## Task
Your task is to gather the lines below that hold the string "category".

(Beginning of Excerpted data)

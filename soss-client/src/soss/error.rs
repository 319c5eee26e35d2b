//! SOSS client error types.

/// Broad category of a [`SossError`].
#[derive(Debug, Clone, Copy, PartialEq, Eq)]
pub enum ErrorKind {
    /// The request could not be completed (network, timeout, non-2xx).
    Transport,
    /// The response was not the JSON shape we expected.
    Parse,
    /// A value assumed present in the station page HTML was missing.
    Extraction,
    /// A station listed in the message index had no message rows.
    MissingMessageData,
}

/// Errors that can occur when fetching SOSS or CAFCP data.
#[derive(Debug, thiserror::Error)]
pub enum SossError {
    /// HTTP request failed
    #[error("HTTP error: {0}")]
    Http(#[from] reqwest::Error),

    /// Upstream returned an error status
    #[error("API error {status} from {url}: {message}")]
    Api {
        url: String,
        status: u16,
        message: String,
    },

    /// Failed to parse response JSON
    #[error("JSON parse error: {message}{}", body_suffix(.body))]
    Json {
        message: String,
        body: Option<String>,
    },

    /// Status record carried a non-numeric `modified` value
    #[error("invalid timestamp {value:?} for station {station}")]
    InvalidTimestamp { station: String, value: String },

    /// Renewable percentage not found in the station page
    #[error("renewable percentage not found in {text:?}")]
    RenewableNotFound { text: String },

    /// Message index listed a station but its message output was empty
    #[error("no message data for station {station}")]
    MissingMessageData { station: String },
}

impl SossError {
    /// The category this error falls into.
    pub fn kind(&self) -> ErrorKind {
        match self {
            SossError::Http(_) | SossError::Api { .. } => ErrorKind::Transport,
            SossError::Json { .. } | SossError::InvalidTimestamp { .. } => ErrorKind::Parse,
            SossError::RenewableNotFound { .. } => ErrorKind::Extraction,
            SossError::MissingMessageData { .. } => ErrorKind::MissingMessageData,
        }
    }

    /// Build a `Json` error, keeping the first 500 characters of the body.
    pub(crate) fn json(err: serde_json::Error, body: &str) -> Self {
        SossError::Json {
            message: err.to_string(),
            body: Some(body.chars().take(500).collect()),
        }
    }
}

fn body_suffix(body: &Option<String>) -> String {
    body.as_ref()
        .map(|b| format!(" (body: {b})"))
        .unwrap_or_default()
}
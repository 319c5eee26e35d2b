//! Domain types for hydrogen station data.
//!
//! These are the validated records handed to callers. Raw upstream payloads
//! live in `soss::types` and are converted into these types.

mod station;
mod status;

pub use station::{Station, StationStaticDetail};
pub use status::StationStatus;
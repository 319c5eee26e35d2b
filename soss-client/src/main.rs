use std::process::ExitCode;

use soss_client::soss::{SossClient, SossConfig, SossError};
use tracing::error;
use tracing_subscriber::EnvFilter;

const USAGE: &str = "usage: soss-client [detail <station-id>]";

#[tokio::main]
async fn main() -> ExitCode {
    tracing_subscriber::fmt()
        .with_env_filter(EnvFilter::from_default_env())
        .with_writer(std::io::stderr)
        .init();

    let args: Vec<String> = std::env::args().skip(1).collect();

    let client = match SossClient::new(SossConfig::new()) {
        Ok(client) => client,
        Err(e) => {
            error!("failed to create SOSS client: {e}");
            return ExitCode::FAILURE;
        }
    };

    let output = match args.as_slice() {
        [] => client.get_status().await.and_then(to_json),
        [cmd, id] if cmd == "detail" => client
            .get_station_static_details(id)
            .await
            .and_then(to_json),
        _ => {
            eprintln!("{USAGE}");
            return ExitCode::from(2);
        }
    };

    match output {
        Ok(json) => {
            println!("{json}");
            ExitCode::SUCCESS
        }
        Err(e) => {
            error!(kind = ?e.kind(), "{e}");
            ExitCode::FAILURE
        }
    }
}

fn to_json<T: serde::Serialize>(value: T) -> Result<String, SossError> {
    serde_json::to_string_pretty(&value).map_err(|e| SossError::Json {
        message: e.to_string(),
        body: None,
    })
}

(End of Excerpted data)

## Your solution
/// Broad category of a [`SossError`].
    /// The category this error falls into.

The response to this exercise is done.